Analysis of dendritic tips revealed their dynamic and stochastic (randomly determined) growth, which alternates between growing, shrinking, and paused states.
“Prior to our study, there was a theory that neurons could expand and deflate like a balloon,” said Sonal Shree, Ph.D., assistant research scientist and lead author of the study. “And we found that, no, they don’t inflate like a balloon, but they grow at the tip and branch.”
“We found that we can fully explain neuronal growth and overall morphology by what the tips of cells are doing,” said Sabyasachi Sutradhar, Ph.D., associate research scientist and co-lead author of the study.
“This means that now we can focus on the tips, because if we can understand how they work, we can understand how the whole shape of the cell is formed,” says Howard.
There is a whole world of diversity in biology, from the veins and arteries of the circulatory system to the bronchioles of the lungs. Howard’s lab hopes that a better understanding of branching at the cellular level will also shed light on these processes at the molecular and tissue levels.

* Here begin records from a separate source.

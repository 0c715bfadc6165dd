//! Relay endpoints
//!
//! OpenAI-compatible chat completions, completions and embeddings. Each
//! request runs through the retry orchestrator; streaming requests switch to
//! SSE as soon as the first upstream chunk arrives.

use std::net::SocketAddr;
use std::sync::Arc;
use std::time::Instant;

use axum::{
    body::{Body, Bytes},
    extract::{ConnectInfo, State},
    http::{header, HeaderMap, HeaderValue, StatusCode},
    response::{IntoResponse, Response},
    Extension,
};
use serde_json::Value;
use tokio::sync::oneshot;
use tracing::{info, warn};

use crate::{
    error::AppError,
    middleware::auth::AuthenticatedToken,
    relay::{RelayEndpoint, RelayOutcome, RelayRequest, ResponseSink},
    routes::metrics::record_request,
    session::SessionContext,
    streaming, AppState,
};

const REQUEST_ID_HEADER: &str = "x-request-id";

/// Buffered chunks between the provider and the client connection
const STREAM_BUFFER: usize = 64;

pub async fn chat_completions(
    state: State<Arc<AppState>>,
    auth: Extension<AuthenticatedToken>,
    connect: Option<ConnectInfo<SocketAddr>>,
    headers: HeaderMap,
    body: Bytes,
) -> Result<Response, AppError> {
    relay(state, auth, connect, headers, body, RelayEndpoint::ChatCompletions).await
}

pub async fn completions(
    state: State<Arc<AppState>>,
    auth: Extension<AuthenticatedToken>,
    connect: Option<ConnectInfo<SocketAddr>>,
    headers: HeaderMap,
    body: Bytes,
) -> Result<Response, AppError> {
    relay(state, auth, connect, headers, body, RelayEndpoint::Completions).await
}

pub async fn embeddings(
    state: State<Arc<AppState>>,
    auth: Extension<AuthenticatedToken>,
    connect: Option<ConnectInfo<SocketAddr>>,
    headers: HeaderMap,
    body: Bytes,
) -> Result<Response, AppError> {
    relay(state, auth, connect, headers, body, RelayEndpoint::Embeddings).await
}

/// Caller-supplied request id, else a fresh one
fn request_id(headers: &HeaderMap) -> String {
    headers
        .get(REQUEST_ID_HEADER)
        .and_then(|v| v.to_str().ok())
        .filter(|v| !v.is_empty() && v.len() <= 128)
        .map(str::to_string)
        .unwrap_or_else(|| uuid::Uuid::new_v4().simple().to_string())
}

fn outcome_label(outcome: &RelayOutcome) -> &'static str {
    match &outcome.result {
        Ok(_) => "success",
        Err(failure) => failure.reason.as_str(),
    }
}

async fn relay(
    State(state): State<Arc<AppState>>,
    Extension(auth): Extension<AuthenticatedToken>,
    connect: Option<ConnectInfo<SocketAddr>>,
    headers: HeaderMap,
    body: Bytes,
    endpoint: RelayEndpoint,
) -> Result<Response, AppError> {
    let start_time = Instant::now();

    let value: Value = serde_json::from_slice(&body)
        .map_err(|e| AppError::BadRequest(format!("Invalid request body: {}", e)))?;
    if !value.is_object() {
        return Err(AppError::BadRequest("request body must be a JSON object".to_string()));
    }

    let request = RelayRequest::new(endpoint, value, request_id(&headers));
    let client_ip = connect.map(|ConnectInfo(addr)| addr.ip().to_string());
    let session = SessionContext::from_request(&headers, client_ip, &auth.api_key, request.body.clone());

    info!(
        request_id = %request.request_id,
        model = %request.model,
        endpoint = endpoint.as_str(),
        stream = request.stream,
        token_id = auth.token.id,
        "Processing relay request"
    );

    if request.stream {
        return stream_relay(state, auth, request, session, start_time).await;
    }

    let outcome = state
        .orchestrator
        .relay(&auth.token, &request, Some(&session), &ResponseSink::detached())
        .await;
    let duration = start_time.elapsed().as_secs_f64();
    record_request(endpoint.as_str(), outcome_label(&outcome), &request.model, duration);

    info!(
        request_id = %request.request_id,
        attempts = outcome.attempts.len(),
        channel_id = ?outcome.last_channel(),
        duration_ms = %format!("{:.2}", duration * 1000.0),
        "Relay request completed"
    );

    match outcome.result {
        Ok(completion) => json_response(completion.status, completion.body, &request.request_id),
        Err(failure) => Err(failure.error),
    }
}

fn json_response(status: u16, body: Option<Bytes>, request_id: &str) -> Result<Response, AppError> {
    let status = StatusCode::from_u16(status).unwrap_or(StatusCode::OK);
    let mut response = Response::builder()
        .status(status)
        .header(header::CONTENT_TYPE, "application/json")
        .body(Body::from(body.unwrap_or_default()))
        .map_err(|e| AppError::Internal(anyhow::anyhow!("Failed to build response: {}", e)))?;

    if let Ok(value) = HeaderValue::from_str(request_id) {
        response.headers_mut().insert(REQUEST_ID_HEADER, value);
    }
    Ok(response)
}

/// Streaming relay
///
/// The orchestrator runs in its own task and writes to the sink. Until the
/// first chunk arrives the request can still fail as plain JSON; after that
/// the response is committed and a failure becomes an SSE error frame.
async fn stream_relay(
    state: Arc<AppState>,
    auth: AuthenticatedToken,
    request: RelayRequest,
    session: SessionContext,
    start_time: Instant,
) -> Result<Response, AppError> {
    let (sink, mut rx) = ResponseSink::channel(STREAM_BUFFER);
    let (done_tx, done_rx) = oneshot::channel::<RelayOutcome>();

    let orchestrator = state.orchestrator.clone();
    let task_request = request.clone();
    tokio::spawn(async move {
        let outcome = orchestrator
            .relay(&auth.token, &task_request, Some(&session), &sink)
            .await;
        // Closing the sink before reporting lets the reader drain first
        drop(sink);
        let _ = done_tx.send(outcome);
    });

    let endpoint = request.endpoint.as_str();
    let model = request.model.clone();

    // The sink is dropped before the outcome is sent, so `None` means done
    let Some(first) = rx.recv().await else {
        let outcome = done_rx
            .await
            .map_err(|_| AppError::Internal(anyhow::anyhow!("relay task ended without an outcome")))?;
        record_request(endpoint, outcome_label(&outcome), &model, start_time.elapsed().as_secs_f64());
        return match outcome.result {
            Ok(completion) => sse_response(Body::from(completion.body.unwrap_or_default()), &request.request_id),
            Err(failure) => Err(failure.error),
        };
    };

    let request_id = request.request_id.clone();
    let stream = async_stream::stream! {
        yield Ok::<Bytes, std::convert::Infallible>(first);
        while let Some(chunk) = rx.recv().await {
            yield Ok(chunk);
        }

        match done_rx.await {
            Ok(outcome) => {
                record_request(endpoint, outcome_label(&outcome), &model, start_time.elapsed().as_secs_f64());
                if let Err(failure) = outcome.result {
                    warn!(
                        request_id = %request_id,
                        reason = failure.reason.as_str(),
                        "Stream failed after output was sent"
                    );
                    let body = failure.error.body();
                    yield Ok(Bytes::from(streaming::error_frame(&body.message, &body.error_type, &body.code)));
                }
            }
            Err(_) => warn!(request_id = %request_id, "Relay task ended without an outcome"),
        }
    };

    sse_response(Body::from_stream(stream), &request.request_id)
}

fn sse_response(body: Body, request_id: &str) -> Result<Response, AppError> {
    let mut response = Response::builder()
        .status(StatusCode::OK)
        .header(header::CONTENT_TYPE, "text/event-stream")
        .header(header::CACHE_CONTROL, "no-cache")
        .header(header::CONNECTION, "keep-alive")
        .header("X-Accel-Buffering", "no")
        .body(body)
        .map_err(|e| AppError::Internal(anyhow::anyhow!("Failed to build response: {}", e)))?;

    if let Ok(value) = HeaderValue::from_str(request_id) {
        response.headers_mut().insert(REQUEST_ID_HEADER, value);
    }
    Ok(response.into_response())
}
//! Admin endpoint integration tests

use axum::http::{header, StatusCode};
use pretty_assertions::assert_eq;
use serde_json::Value;

use crate::common::{bearer, channel_json, constants::*, TestHarness};

async fn harness() -> TestHarness {
    TestHarness::new(|upstream| {
        vec![
            channel_json(1, "openai", &upstream.channel_url("one"), 0, 1),
            channel_json(2, "openai", &upstream.channel_url("two"), 0, 1),
        ]
    })
    .await
}

fn available_path() -> String {
    format!("/admin/groups/{}/models/{}/available", TEST_GROUP, TEST_MODEL)
}

#[tokio::test]
async fn test_admin_routes_hidden_without_key() {
    let h = TestHarness::with_config(
        |upstream| vec![channel_json(1, "openai", &upstream.channel_url("one"), 0, 1)],
        |config| config.admin_api_key = None,
    )
    .await;

    let response = h
        .server
        .post("/admin/channels/reload")
        .add_header(header::AUTHORIZATION, bearer(TEST_ADMIN_KEY))
        .await;

    response.assert_status(StatusCode::NOT_FOUND);
}

#[tokio::test]
async fn test_admin_rejects_wrong_key() {
    let h = harness().await;

    let response = h
        .server
        .post("/admin/channels/reload")
        .add_header(header::AUTHORIZATION, bearer(TEST_API_KEY))
        .await;

    response.assert_status(StatusCode::UNAUTHORIZED);
}

#[tokio::test]
async fn test_reload_channels() {
    let h = harness().await;

    let response = h
        .server
        .post("/admin/channels/reload")
        .add_header(header::AUTHORIZATION, bearer(TEST_ADMIN_KEY))
        .await;

    response.assert_status_ok();
    let body: Value = response.json();
    assert_eq!(body["channels"], 2);
}

#[tokio::test]
async fn test_disable_and_enable_channel() {
    let h = harness().await;

    let available = |h: &TestHarness| {
        h.server
            .get(&available_path())
            .add_header(header::AUTHORIZATION, bearer(TEST_ADMIN_KEY))
    };

    let body: Value = available(&h).await.json();
    assert_eq!(body["available"], 2);

    let response = h
        .server
        .post("/admin/channels/1/disable")
        .add_header(header::AUTHORIZATION, bearer(TEST_ADMIN_KEY))
        .await;
    response.assert_status_ok();
    let body: Value = response.json();
    assert_eq!(body["enabled"], false);
    assert_eq!(body["persisted"], true);
    assert_eq!(h.control.disable_requests().await.len(), 1);

    let body: Value = available(&h).await.json();
    assert_eq!(body["available"], 1);

    h.server
        .post("/admin/channels/1/enable")
        .add_header(header::AUTHORIZATION, bearer(TEST_ADMIN_KEY))
        .await
        .assert_status_ok();

    let body: Value = available(&h).await.json();
    assert_eq!(body["available"], 2);
}

#[tokio::test]
async fn test_unknown_channel_not_found() {
    let h = harness().await;

    h.server
        .post("/admin/channels/999/disable")
        .add_header(header::AUTHORIZATION, bearer(TEST_ADMIN_KEY))
        .await
        .assert_status(StatusCode::NOT_FOUND);
}

#[tokio::test]
async fn test_group_models() {
    let h = harness().await;

    let response = h
        .server
        .get(&format!("/admin/groups/{}/models", TEST_GROUP))
        .add_header(header::AUTHORIZATION, bearer(TEST_ADMIN_KEY))
        .await;

    response.assert_status_ok();
    let body: Value = response.json();
    assert_eq!(body["models"], serde_json::json!(["gpt-4o", "gpt-4o-mini"]));
}

#[tokio::test]
async fn test_availability_for_unknown_model() {
    let h = harness().await;

    h.server
        .get(&format!("/admin/groups/{}/models/unknown/available", TEST_GROUP))
        .add_header(header::AUTHORIZATION, bearer(TEST_ADMIN_KEY))
        .await
        .assert_status(StatusCode::NOT_FOUND);
}
use std::fs::{self, DirBuilder, File};
use std::io;
use std::path::{Path, PathBuf};

use snafu::{ResultExt, ensure};
use tracing::{debug, warn};

use crate::ext::NormalizedPathExt;
use crate::filesystem::entry::EntryKind;
use crate::filesystem::error::{
    AlreadyExistsSnafu, ChmodFailedSnafu, CopyFailedSnafu, DeleteFailedSnafu, FsError,
    InvalidInputSnafu, MkdirFailedSnafu, NotFoundSnafu, ReadFailedSnafu, RenameFailedSnafu,
    WriteFailedSnafu,
};
use crate::filesystem::walker::Walker;
use crate::path::normalize_path;

pub const DEFAULT_DIR_MODE: u32 = 0o777;
pub const DEFAULT_FILE_MODE: u32 = 0o666;

/// Work item of the post-order traversals: a directory is visited (its
/// children scheduled) and later finished once all of them are done.
enum Pending {
    Visit(PathBuf),
    Finish(PathBuf),
}

/// Creates `dir` and its missing parents. Succeeds when the directory already
/// exists, including when another process created it while we were trying.
pub fn create_dir(dir: impl AsRef<Path>, mode: u32) -> Result<(), FsError> {
    let dir = dir.as_ref();
    if dir.is_dir() {
        return Ok(());
    }

    debug!("Creating directory {} ({:o})", dir.normalized_display(), mode);
    match dir_builder(mode).create(dir) {
        Ok(()) => Ok(()),
        Err(_) if dir.is_dir() => {
            debug!("Directory {} appeared concurrently", dir.normalized_display());
            Ok(())
        }
        Err(source) => Err(source).context(MkdirFailedSnafu { path: dir, mode }),
    }
}

fn dir_builder(mode: u32) -> DirBuilder {
    let mut builder = DirBuilder::new();
    builder.recursive(true);
    #[cfg(unix)]
    {
        use std::os::unix::fs::DirBuilderExt;
        builder.mode(mode);
    }
    #[cfg(not(unix))]
    let _ = mode;
    builder
}

fn ensure_parent(path: &Path) -> Result<(), FsError> {
    match path.parent() {
        Some(parent) if !parent.as_os_str().is_empty() => create_dir(parent, DEFAULT_DIR_MODE),
        _ => Ok(()),
    }
}

/// Copies a file or a whole directory tree.
///
/// Copying a directory makes `target` mirror `origin`: **every entry already
/// inside `target` is deleted first**, then the tree is recreated self-first.
/// With `overwrite == false` an existing `target` is an error instead.
pub fn copy(
    origin: impl AsRef<Path>,
    target: impl AsRef<Path>,
    overwrite: bool,
) -> Result<(), FsError> {
    let (origin, target) = (origin.as_ref(), target.as_ref());
    ensure!(origin.exists(), NotFoundSnafu { path: origin });
    ensure!(
        overwrite || !target.exists(),
        AlreadyExistsSnafu { path: target }
    );

    if origin.is_dir() {
        copy_dir(origin, target)
    } else {
        ensure!(
            resolve(origin) != resolve(target),
            InvalidInputSnafu {
                path: target,
                reason: "cannot copy a file onto itself",
            }
        );
        copy_file(origin, target)
    }
}

fn copy_dir(origin: &Path, target: &Path) -> Result<(), FsError> {
    let (resolved_origin, resolved_target) = (resolve(origin), resolve(target));
    ensure!(
        !resolved_target.starts_with(&resolved_origin),
        InvalidInputSnafu {
            path: target,
            reason: format!(
                "cannot copy directory '{}' into itself",
                origin.normalized_display()
            ),
        }
    );
    // Clearing the target would delete an origin living below it
    ensure!(
        !resolved_origin.starts_with(&resolved_target),
        InvalidInputSnafu {
            path: target,
            reason: format!(
                "cannot copy directory '{}' onto one of its parents",
                origin.normalized_display()
            ),
        }
    );

    create_dir(target, DEFAULT_DIR_MODE)?;
    for child in read_children(target).context(ReadFailedSnafu { path: target })? {
        delete(&child)?;
    }

    debug!(
        "Copying tree {} to {}",
        origin.normalized_display(),
        target.normalized_display()
    );
    for entry in Walker::new(origin) {
        let entry = entry?;
        let destination = target.join(&entry.sub_path);
        let is_dir = match entry.kind {
            EntryKind::Directory => true,
            EntryKind::Symlink => entry.path.is_dir(),
            EntryKind::File => false,
        };

        if is_dir {
            create_dir(&destination, DEFAULT_DIR_MODE)?;
        } else {
            copy_file(&entry.path, &destination)?;
        }
    }

    Ok(())
}

fn copy_file(origin: &Path, target: &Path) -> Result<(), FsError> {
    ensure_parent(target)?;

    let mut reader = File::open(origin).context(CopyFailedSnafu { origin, target })?;
    let mut writer = File::create(target).context(CopyFailedSnafu { origin, target })?;
    let copied =
        io::copy(&mut reader, &mut writer).context(CopyFailedSnafu { origin, target })?;

    debug!(
        "Copied {} bytes from {} to {}",
        copied,
        origin.normalized_display(),
        target.normalized_display()
    );
    Ok(())
}

/// Removes a file, a symbolic link or a whole directory tree. A path that does
/// not exist is not an error.
pub fn delete(path: impl AsRef<Path>) -> Result<(), FsError> {
    let path = path.as_ref();
    let metadata = match fs::symlink_metadata(path) {
        Ok(metadata) => metadata,
        Err(error) if error.kind() == io::ErrorKind::NotFound => {
            debug!("Nothing to delete at {}", path.normalized_display());
            return Ok(());
        }
        Err(source) => return Err(source).context(DeleteFailedSnafu { path }),
    };

    if !metadata.is_dir() {
        return remove_link_or_file(path);
    }

    debug!("Deleting tree {}", path.normalized_display());
    let mut pending = vec![Pending::Visit(path.to_path_buf())];
    while let Some(next) = pending.pop() {
        match next {
            Pending::Visit(dir) => {
                let children = read_children(&dir).context(DeleteFailedSnafu { path: &dir })?;
                pending.push(Pending::Finish(dir));

                for child in children {
                    let metadata =
                        fs::symlink_metadata(&child).context(DeleteFailedSnafu { path: &child })?;
                    if metadata.is_dir() {
                        pending.push(Pending::Visit(child));
                    } else {
                        remove_link_or_file(&child)?;
                    }
                }
            }
            Pending::Finish(dir) => {
                fs::remove_dir(&dir).context(DeleteFailedSnafu { path: &dir })?;
            }
        }
    }

    Ok(())
}

fn remove_link_or_file(path: &Path) -> Result<(), FsError> {
    // Windows symlinks to directories must go through the directory call
    let result = if cfg!(windows) && path.is_dir() {
        fs::remove_dir(path)
    } else {
        fs::remove_file(path)
    };
    result.context(DeleteFailedSnafu { path })
}

/// Moves `origin` to `target`, creating the target's parent as needed.
///
/// When both sides are non-directories the platform rename replaces the target
/// atomically. Otherwise an existing target is deleted first, which leaves a
/// window where neither path exists.
pub fn rename(
    origin: impl AsRef<Path>,
    target: impl AsRef<Path>,
    overwrite: bool,
) -> Result<(), FsError> {
    let (origin, target) = (origin.as_ref(), target.as_ref());
    ensure!(
        overwrite || !target.exists(),
        AlreadyExistsSnafu { path: target }
    );
    ensure!(origin.exists(), NotFoundSnafu { path: origin });

    ensure_parent(target)?;
    let target_is_dir = fs::symlink_metadata(target)
        .map(|metadata| metadata.is_dir())
        .unwrap_or(false);
    if (origin.is_dir() || target_is_dir) && resolve(origin) != resolve(target) {
        delete(target)?;
    }

    debug!(
        "Renaming {} to {}",
        origin.normalized_display(),
        target.normalized_display()
    );
    fs::rename(origin, target).context(RenameFailedSnafu { origin, target })
}

/// Applies `file_mode` to every file and `dir_mode` to every directory of the
/// tree rooted at `path`, children before their parent.
///
/// Symbolic links below the root are chmod'ed through but not descended into.
pub fn make_writable(path: impl AsRef<Path>, dir_mode: u32, file_mode: u32) -> Result<(), FsError> {
    let root = path.as_ref();
    let mut pending = vec![Pending::Visit(root.to_path_buf())];

    while let Some(next) = pending.pop() {
        match next {
            Pending::Visit(path) => {
                let Ok(metadata) = fs::metadata(&path) else {
                    return NotFoundSnafu { path }.fail();
                };

                if metadata.is_file() {
                    chmod(&path, file_mode)?;
                } else if metadata.is_dir() {
                    let children = if path == root || !path.is_symlink() {
                        read_children(&path).context(ReadFailedSnafu { path: &path })?
                    } else {
                        Vec::new()
                    };
                    pending.push(Pending::Finish(path));
                    pending.extend(children.into_iter().map(Pending::Visit));
                } else {
                    return NotFoundSnafu { path }.fail();
                }
            }
            Pending::Finish(dir) => chmod(&dir, dir_mode)?,
        }
    }

    Ok(())
}

fn chmod(path: &Path, mode: u32) -> Result<(), FsError> {
    debug!("Setting mode {:o} on {}", mode, path.normalized_display());
    set_mode(path, mode).context(ChmodFailedSnafu { path, mode })
}

#[cfg(unix)]
fn set_mode(path: &Path, mode: u32) -> io::Result<()> {
    use std::os::unix::fs::PermissionsExt;
    fs::set_permissions(path, fs::Permissions::from_mode(mode))
}

#[cfg(not(unix))]
fn set_mode(path: &Path, mode: u32) -> io::Result<()> {
    let mut permissions = fs::metadata(path)?.permissions();
    permissions.set_readonly(mode & 0o222 == 0);
    fs::set_permissions(path, permissions)
}

pub fn read(file: impl AsRef<Path>) -> Result<Vec<u8>, FsError> {
    let file = file.as_ref();
    fs::read(file).context(ReadFailedSnafu { path: file })
}

pub fn read_string(file: impl AsRef<Path>) -> Result<String, FsError> {
    let file = file.as_ref();
    fs::read_to_string(file).context(ReadFailedSnafu { path: file })
}

/// Writes `content` to `file`, creating parent directories, and optionally
/// applies `mode` afterwards.
pub fn write(
    file: impl AsRef<Path>,
    content: impl AsRef<[u8]>,
    mode: Option<u32>,
) -> Result<(), FsError> {
    let file = file.as_ref();
    ensure_parent(file)?;
    fs::write(file, content).context(WriteFailedSnafu { path: file })?;

    if let Some(mode) = mode {
        chmod(file, mode)?;
    }
    Ok(())
}

/// Best-effort recursive removal that never fails.
///
/// Returns `false` only when `dir` is not a directory. Nested directories are
/// always emptied and removed (symbolic links to them are not followed).
/// `unlink_files` only decides whether the non-directory entries directly
/// inside `dir` are removed; when they stay, so does `dir`.
pub fn try_remove_dir(dir: impl AsRef<Path>, unlink_files: bool) -> bool {
    let dir = dir.as_ref();
    if !dir.is_dir() {
        return false;
    }

    let mut pending = vec![Pending::Visit(dir.to_path_buf())];
    while let Some(next) = pending.pop() {
        match next {
            Pending::Visit(current) => {
                let children = read_children(&current).unwrap_or_else(|error| {
                    warn!("Cannot list {}: {}", current.normalized_display(), error);
                    Vec::new()
                });
                let unlink = unlink_files || current != dir;
                pending.push(Pending::Finish(current));

                for child in children {
                    let metadata = fs::symlink_metadata(&child);
                    if metadata.as_ref().is_ok_and(|metadata| metadata.is_dir()) {
                        pending.push(Pending::Visit(child));
                    } else if unlink {
                        try_unlink_entry(&child);
                    }
                }
            }
            Pending::Finish(current) => {
                if let Err(error) = fs::remove_dir(&current) {
                    debug!("Leaving {} in place: {}", current.normalized_display(), error);
                }
            }
        }
    }

    true
}

/// Removes a regular file, reporting success instead of failing.
pub fn try_unlink(path: impl AsRef<Path>) -> bool {
    let path = path.as_ref();
    if !path.is_file() {
        return false;
    }

    match fs::remove_file(path) {
        Ok(()) => true,
        Err(error) => {
            warn!("Cannot unlink {}: {}", path.normalized_display(), error);
            false
        }
    }
}

/// Removes a non-directory entry, symbolic links included.
fn try_unlink_entry(path: &Path) {
    if let Err(error) = fs::remove_file(path) {
        warn!("Cannot unlink {}: {}", path.normalized_display(), error);
    }
}

/// Immediate children of `dir`, unsorted.
fn read_children(dir: &Path) -> io::Result<Vec<PathBuf>> {
    fs::read_dir(dir)?
        .map(|entry| entry.map(|entry| entry.path()))
        .collect()
}

/// Best resolution of where `path` lives: the canonical path when it exists,
/// otherwise the canonical parent joined with the final name, falling back to
/// a lexically normalized absolute path.
fn resolve(path: &Path) -> PathBuf {
    if let Ok(resolved) = path.canonicalize() {
        return resolved;
    }

    let parent = match path.parent() {
        Some(parent) if !parent.as_os_str().is_empty() => parent,
        Some(_) => Path::new("."),
        None => return lexical_absolute(path),
    };
    match (parent.canonicalize(), path.file_name()) {
        (Ok(parent), Some(name)) => parent.join(name),
        _ => lexical_absolute(path),
    }
}

fn lexical_absolute(path: &Path) -> PathBuf {
    let absolute = std::path::absolute(path).unwrap_or_else(|_| path.to_path_buf());
    PathBuf::from(normalize_path(&absolute))
}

This is about neurological research news
Author: Isabella Backman
Source: Yale
Contact: Isabella Backman – Yale
Image: Image courtesy of Howard Lab
Original Research: Open access.
“The dynamic instability of dendrite tips creates highly divergent morphologies of sensory neurons.” Sonal Shree et al. Advances in science
abstract
The dynamic instability of dendrite tips creates highly divergent morphologies of sensory neurons.
Highly branched arbors of neuronal dendrites provide the substrate for the brain’s high connectivity and computational power. Altered dendritic morphology is associated with neuronal diseases.
Many molecules have been shown to play an important role in the formation and maintenance of dendrite morphology. However, the underlying principles by which molecular interactions produce branched morphologies are not understood.
To elucidate these principles, we imaged the growth of dendrites throughout larval development Drosophila found that the tips of sensory neurons and dendrites undergo dynamic instability, rapidly and stochastically switching between growing, shrinking, and suspended states.
By incorporating these measured dynamics into an agent-based computational model, we showed that the complex and highly variable dendritic morphologies of these cells result from the stochastic dynamics of their dendrite tips.
These principles may generalize to branching in other neuronal cell types, as well as to branching at the subcellular and tissue levels.